Though she now has an idea of the path she wants to follow, even when she graduated college, Buzz wasn’t sure.

“I did Americorps for a year,” she said. “That was in Madison. I ran a career center for a year. “I thought I wanted to be a teacher and then I tutored for a year and then I didn’t want to be a teacher.”

But it was in Madison that Buzz, who relocated to Minnesota about a year ago, discovered roller derby. A coworker, she said, brought up derby and thought Buzz might enjoy it.

Buzz agreed.

“I was like, ‘I like to hit people. I like to skate,’” she said.

The rest, as the proverbial “they” say, is history.

After a season playing derby in Madison, Buzz moved to Minnesota and tried out for Minnesota’s All Stars in April. Her first bout as an All Star, she said, was an experience that was at once terrifying and vaguely familiar.

“It was really fun and really scary,” she said. “It was kind of like that first day of college.”
Another thing she discovered is that major tournament-level derby is very different from derby played at the home-team level. Derby played in tournaments, Buzz said, is more about controlling the pack, rather than massive hits – a fact that sometimes frustrates the self-described aggressive blocker.

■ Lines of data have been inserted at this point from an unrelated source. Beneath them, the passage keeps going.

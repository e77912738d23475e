use crate::entities::prelude::*;
use sea_orm_migration::prelude::*;
use sea_orm_migration::sea_orm::Schema;

#[derive(DeriveMigrationName)]
pub struct Migration;

#[async_trait::async_trait]
impl MigrationTrait for Migration {
    async fn up(&self, manager: &SchemaManager) -> Result<(), DbErr> {
        let backend = manager.get_database_backend();
        let schema = Schema::new(backend);

        manager
            .create_table(
                schema
                    .create_table_from_entity(Users)
                    .if_not_exists()
                    .to_owned(),
            )
            .await?;

        // Season passes reference users, so they come after
        manager
            .create_table(
                schema
                    .create_table_from_entity(SeasonPasses)
                    .if_not_exists()
                    .to_owned(),
            )
            .await?;

        Ok(())
    }

    async fn down(&self, manager: &SchemaManager) -> Result<(), DbErr> {
        manager
            .drop_table(Table::drop().table(SeasonPasses).to_owned())
            .await?;
        manager
            .drop_table(Table::drop().table(Users).to_owned())
            .await?;

        Ok(())
    }
}
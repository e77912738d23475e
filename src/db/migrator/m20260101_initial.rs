use crate::entities::prelude::*;
use sea_orm_migration::prelude::*;
use sea_orm_migration::sea_orm::Schema;

#[derive(DeriveMigrationName)]
pub struct Migration;

#[async_trait::async_trait]
impl MigrationTrait for Migration {
    async fn up(&self, manager: &SchemaManager) -> Result<(), DbErr> {
        let backend = manager.get_database_backend();
        let schema = Schema::new(backend);

        manager
            .create_table(
                schema
                    .create_table_from_entity(Series)
                    .if_not_exists()
                    .to_owned(),
            )
            .await?;

        manager
            .create_table(
                schema
                    .create_table_from_entity(Episodes)
                    .if_not_exists()
                    .to_owned(),
            )
            .await?;

        manager
            .create_table(
                schema
                    .create_table_from_entity(Coupons)
                    .if_not_exists()
                    .to_owned(),
            )
            .await?;

        Ok(())
    }

    async fn down(&self, manager: &SchemaManager) -> Result<(), DbErr> {
        manager
            .drop_table(Table::drop().table(Coupons).to_owned())
            .await?;
        manager
            .drop_table(Table::drop().table(Episodes).to_owned())
            .await?;
        manager
            .drop_table(Table::drop().table(Series).to_owned())
            .await?;

        Ok(())
    }
}
use crate::domain::{Money, OrderStatus, SeriesId, UserId};
use crate::entities::{prelude::*, season_passes};
use crate::models::season_pass::{NewSeasonPass, SeasonPass};
use crate::models::series::Series as SeriesRecord;
use anyhow::{Context, Result};
use chrono::{DateTime, Utc};
use sea_orm::sea_query::Expr;
use sea_orm::{
    ActiveModelTrait, ColumnTrait, DatabaseConnection, EntityTrait, QueryFilter, QueryOrder, Set,
};
use tracing::{info, warn};

use super::series::SeriesRepository;

/// Repository for season pass orders
pub struct SeasonPassRepository {
    conn: DatabaseConnection,
}

impl SeasonPassRepository {
    #[must_use]
    pub const fn new(conn: DatabaseConnection) -> Self {
        Self { conn }
    }

    // ========================================================================
    // Model Conversion Helpers
    // ========================================================================

    fn map_model(m: season_passes::Model) -> SeasonPass {
        let status = m.status.parse().unwrap_or_else(|e| {
            warn!("Order {} has {e}; treating as failed", m.order_id);
            OrderStatus::Failed
        });

        SeasonPass {
            id: m.id,
            order_id: m.order_id,
            user_id: UserId::new(m.user_id),
            series_id: SeriesId::new(m.series_id),
            status,
            price: Money::from_minor(m.price),
            discount_amount: Money::from_minor(m.discount_amount),
            final_price: Money::from_minor(m.final_price),
            currency: m.currency,
            coupon_code: m.coupon_code,
            customer_email: m.customer_email,
            customer_name: m.customer_name,
            customer_phone: m.customer_phone,
            transaction_id: m.transaction_id,
            invoice_url: m.invoice_url,
            invoice_number: m.invoice_number,
            purchased_at: m.purchased_at,
            created_at: m.created_at,
            updated_at: m.updated_at,
        }
    }

    // ========================================================================
    // Order Operations
    // ========================================================================

    pub async fn insert(&self, order: &NewSeasonPass) -> Result<SeasonPass> {
        let now = Utc::now();
        let active = season_passes::ActiveModel {
            order_id: Set(order.order_id.as_str().to_string()),
            user_id: Set(order.user_id.value()),
            series_id: Set(order.series_id.value()),
            status: Set(OrderStatus::Pending.as_str().to_string()),
            price: Set(order.price.minor()),
            discount_amount: Set(order.discount_amount.minor()),
            final_price: Set(order.final_price.minor()),
            currency: Set(order.currency.clone()),
            coupon_code: Set(order.coupon_code.clone()),
            customer_email: Set(order.customer_email.clone()),
            customer_name: Set(order.customer_name.clone()),
            customer_phone: Set(order.customer_phone.clone()),
            created_at: Set(now),
            updated_at: Set(now),
            ..Default::default()
        };

        let model = active
            .insert(&self.conn)
            .await
            .context("Failed to insert season pass order")?;
        info!(
            "Created pending order {} for user {} series {}",
            model.order_id, model.user_id, model.series_id
        );

        Ok(Self::map_model(model))
    }

    pub async fn get_by_order_id(&self, order_id: &str) -> Result<Option<SeasonPass>> {
        let row = SeasonPasses::find()
            .filter(season_passes::Column::OrderId.eq(order_id))
            .one(&self.conn)
            .await
            .context("Failed to query order by id")?;

        Ok(row.map(Self::map_model))
    }

    /// Moves an order from `from` to `active`.
    ///
    /// Returns `false` when the order is no longer in `from`.
    pub async fn activate(
        &self,
        order_id: &str,
        from: OrderStatus,
        transaction_id: Option<&str>,
        purchased_at: DateTime<Utc>,
    ) -> Result<bool> {
        anyhow::ensure!(from.can_activate(), "Cannot activate an order from {from}");

        let result = SeasonPasses::update_many()
            .col_expr(
                season_passes::Column::Status,
                Expr::value(OrderStatus::Active.as_str()),
            )
            .col_expr(
                season_passes::Column::TransactionId,
                Expr::value(transaction_id.map(str::to_string)),
            )
            .col_expr(season_passes::Column::PurchasedAt, Expr::value(purchased_at))
            .col_expr(season_passes::Column::UpdatedAt, Expr::value(Utc::now()))
            .filter(season_passes::Column::OrderId.eq(order_id))
            .filter(season_passes::Column::Status.eq(from.as_str()))
            .exec(&self.conn)
            .await
            .context("Failed to activate order")?;

        Ok(result.rows_affected > 0)
    }

    /// Guarded `from -> to` status transition.
    pub async fn transition(
        &self,
        order_id: &str,
        from: OrderStatus,
        to: OrderStatus,
    ) -> Result<bool> {
        let result = SeasonPasses::update_many()
            .col_expr(season_passes::Column::Status, Expr::value(to.as_str()))
            .col_expr(season_passes::Column::UpdatedAt, Expr::value(Utc::now()))
            .filter(season_passes::Column::OrderId.eq(order_id))
            .filter(season_passes::Column::Status.eq(from.as_str()))
            .exec(&self.conn)
            .await
            .context("Failed to update order status")?;

        Ok(result.rows_affected > 0)
    }

    pub async fn set_invoice(
        &self,
        order_id: &str,
        invoice_url: Option<&str>,
        invoice_number: &str,
    ) -> Result<()> {
        let row = SeasonPasses::find()
            .filter(season_passes::Column::OrderId.eq(order_id))
            .one(&self.conn)
            .await
            .context("Failed to query order for invoice update")?
            .ok_or_else(|| anyhow::anyhow!("Order not found: {order_id}"))?;

        let mut active: season_passes::ActiveModel = row.into();
        active.invoice_url = Set(invoice_url.map(str::to_string));
        active.invoice_number = Set(Some(invoice_number.to_string()));
        active.updated_at = Set(Utc::now());
        active.update(&self.conn).await?;

        Ok(())
    }

    pub async fn find_active(
        &self,
        user_id: UserId,
        series_id: SeriesId,
    ) -> Result<Option<SeasonPass>> {
        let row = SeasonPasses::find()
            .filter(season_passes::Column::UserId.eq(user_id.value()))
            .filter(season_passes::Column::SeriesId.eq(series_id.value()))
            .filter(season_passes::Column::Status.eq(OrderStatus::Active.as_str()))
            .order_by_asc(season_passes::Column::PurchasedAt)
            .one(&self.conn)
            .await
            .context("Failed to query active season pass")?;

        Ok(row.map(Self::map_model))
    }

    pub async fn list_active_with_series(
        &self,
        user_id: UserId,
    ) -> Result<Vec<(SeasonPass, Option<SeriesRecord>)>> {
        let rows = SeasonPasses::find()
            .filter(season_passes::Column::UserId.eq(user_id.value()))
            .filter(season_passes::Column::Status.eq(OrderStatus::Active.as_str()))
            .order_by_desc(season_passes::Column::PurchasedAt)
            .find_also_related(Series)
            .all(&self.conn)
            .await
            .context("Failed to list season passes")?;

        Ok(rows
            .into_iter()
            .map(|(pass, series)| {
                (
                    Self::map_model(pass),
                    series.map(SeriesRepository::map_series_model),
                )
            })
            .collect())
    }

    pub async fn list_pending_older_than(&self, cutoff: DateTime<Utc>) -> Result<Vec<SeasonPass>> {
        let rows = SeasonPasses::find()
            .filter(season_passes::Column::Status.eq(OrderStatus::Pending.as_str()))
            .filter(season_passes::Column::CreatedAt.lt(cutoff))
            .order_by_asc(season_passes::Column::CreatedAt)
            .all(&self.conn)
            .await
            .context("Failed to list stale pending orders")?;

        Ok(rows.into_iter().map(Self::map_model).collect())
    }
}
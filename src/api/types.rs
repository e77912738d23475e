use serde::Serialize;

/// JSON envelope shared by every JSON endpoint.
#[derive(Debug, Serialize)]
pub struct ApiResponse<T> {
    pub success: bool,
    #[serde(skip_serializing_if = "Option::is_none")]
    pub data: Option<T>,
    #[serde(skip_serializing_if = "Option::is_none")]
    pub message: Option<String>,
}

impl<T> ApiResponse<T> {
    pub const fn success(data: T) -> Self {
        Self {
            success: true,
            data: Some(data),
            message: None,
        }
    }

    pub fn error(message: impl Into<String>) -> Self {
        Self {
            success: false,
            data: None,
            message: Some(message.into()),
        }
    }
}

#[derive(Debug, Serialize)]
#[serde(rename_all = "camelCase")]
pub struct HealthStatus {
    pub status: &'static str,
    pub version: &'static str,
    pub uptime_seconds: u64,
}
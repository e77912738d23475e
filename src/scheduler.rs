use anyhow::Result;
use chrono::{Duration, Utc};
use std::sync::Arc;
use tokio::sync::RwLock;
use tokio_cron_scheduler::{Job, JobScheduler};
use tracing::{error, info};

use crate::config::SeasonPassConfig;
use crate::services::SeasonPassService;

/// Runs the pending order expiry sweep on the configured cron schedule.
pub struct Scheduler {
    season_pass: Arc<dyn SeasonPassService>,
    config: SeasonPassConfig,
    running: Arc<RwLock<bool>>,
    sched: RwLock<Option<JobScheduler>>,
}

impl Scheduler {
    #[must_use]
    pub fn new(season_pass: Arc<dyn SeasonPassService>, config: SeasonPassConfig) -> Self {
        Self {
            season_pass,
            config,
            running: Arc::new(RwLock::new(false)),
            sched: RwLock::new(None),
        }
    }

    pub async fn start(&self) -> Result<()> {
        if !self.config.expiry_sweep_enabled {
            info!("Order expiry sweep is disabled in config");
            return Ok(());
        }

        *self.running.write().await = true;

        let sched = JobScheduler::new().await?;

        let season_pass = Arc::clone(&self.season_pass);
        let running = Arc::clone(&self.running);
        let ttl_minutes = self.config.pending_order_ttl_minutes;

        let job = Job::new_async(self.config.expiry_sweep_cron.as_str(), move |_uuid, _lock| {
            let season_pass = Arc::clone(&season_pass);
            let running = Arc::clone(&running);
            Box::pin(async move {
                if !*running.read().await {
                    return;
                }
                let start = std::time::Instant::now();
                info!(event = "job_started", job_name = "expire_orders", "Starting order expiry sweep");

                match sweep_once(season_pass.as_ref(), ttl_minutes).await {
                    Ok(count) => info!(
                        event = "job_finished",
                        job_name = "expire_orders",
                        expired = count,
                        duration_ms = u64::try_from(start.elapsed().as_millis()).unwrap_or(u64::MAX),
                        "Order expiry sweep finished"
                    ),
                    Err(e) => error!(event = "job_failed", job_name = "expire_orders", error = %e, "Order expiry sweep failed"),
                }
            })
        })?;

        sched.add(job).await?;
        sched.start().await?;
        *self.sched.write().await = Some(sched);

        info!(
            "Order expiry sweep scheduled: {} (ttl {}m)",
            self.config.expiry_sweep_cron, ttl_minutes
        );
        Ok(())
    }

    pub async fn stop(&self) -> Result<()> {
        info!("Stopping scheduler...");
        *self.running.write().await = false;
        if let Some(mut sched) = self.sched.write().await.take() {
            sched.shutdown().await?;
        }
        Ok(())
    }

    pub async fn run_once(&self) -> Result<u64> {
        sweep_once(self.season_pass.as_ref(), self.config.pending_order_ttl_minutes).await
    }
}

/// Expires every pending order older than `ttl_minutes`.
pub async fn sweep_once(season_pass: &dyn SeasonPassService, ttl_minutes: u32) -> Result<u64> {
    let cutoff = Utc::now() - Duration::minutes(i64::from(ttl_minutes));
    Ok(season_pass.expire_stale_orders(cutoff).await?)
}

“Sometimes I just want to go and I just want to lay a good hit on someone,” she said. “If I lay a really good hit, it makes me smile.”

Though she’s the first in her family to get into derby, Buzz hopes she’s not the last. She’d like to see her younger sister start skating soon, she said.

“I’m trying to get her into roller derby,” she said. “She’d be really good at it.”

Buzz said that while derby takes up much of her free time, she’s lucky to have a work schedule that she can create around derby – a luxury not enjoyed by everyone on her team.

“A lot of the girls on the team, they use up all their vacation days,” she said. “I’ve been very lucky.”


Comments

We're so happy to have her in Minnesota. Not only is she a great skater, but she's a hard worker behind the scenes and has a great positive attitude even when she's snarking.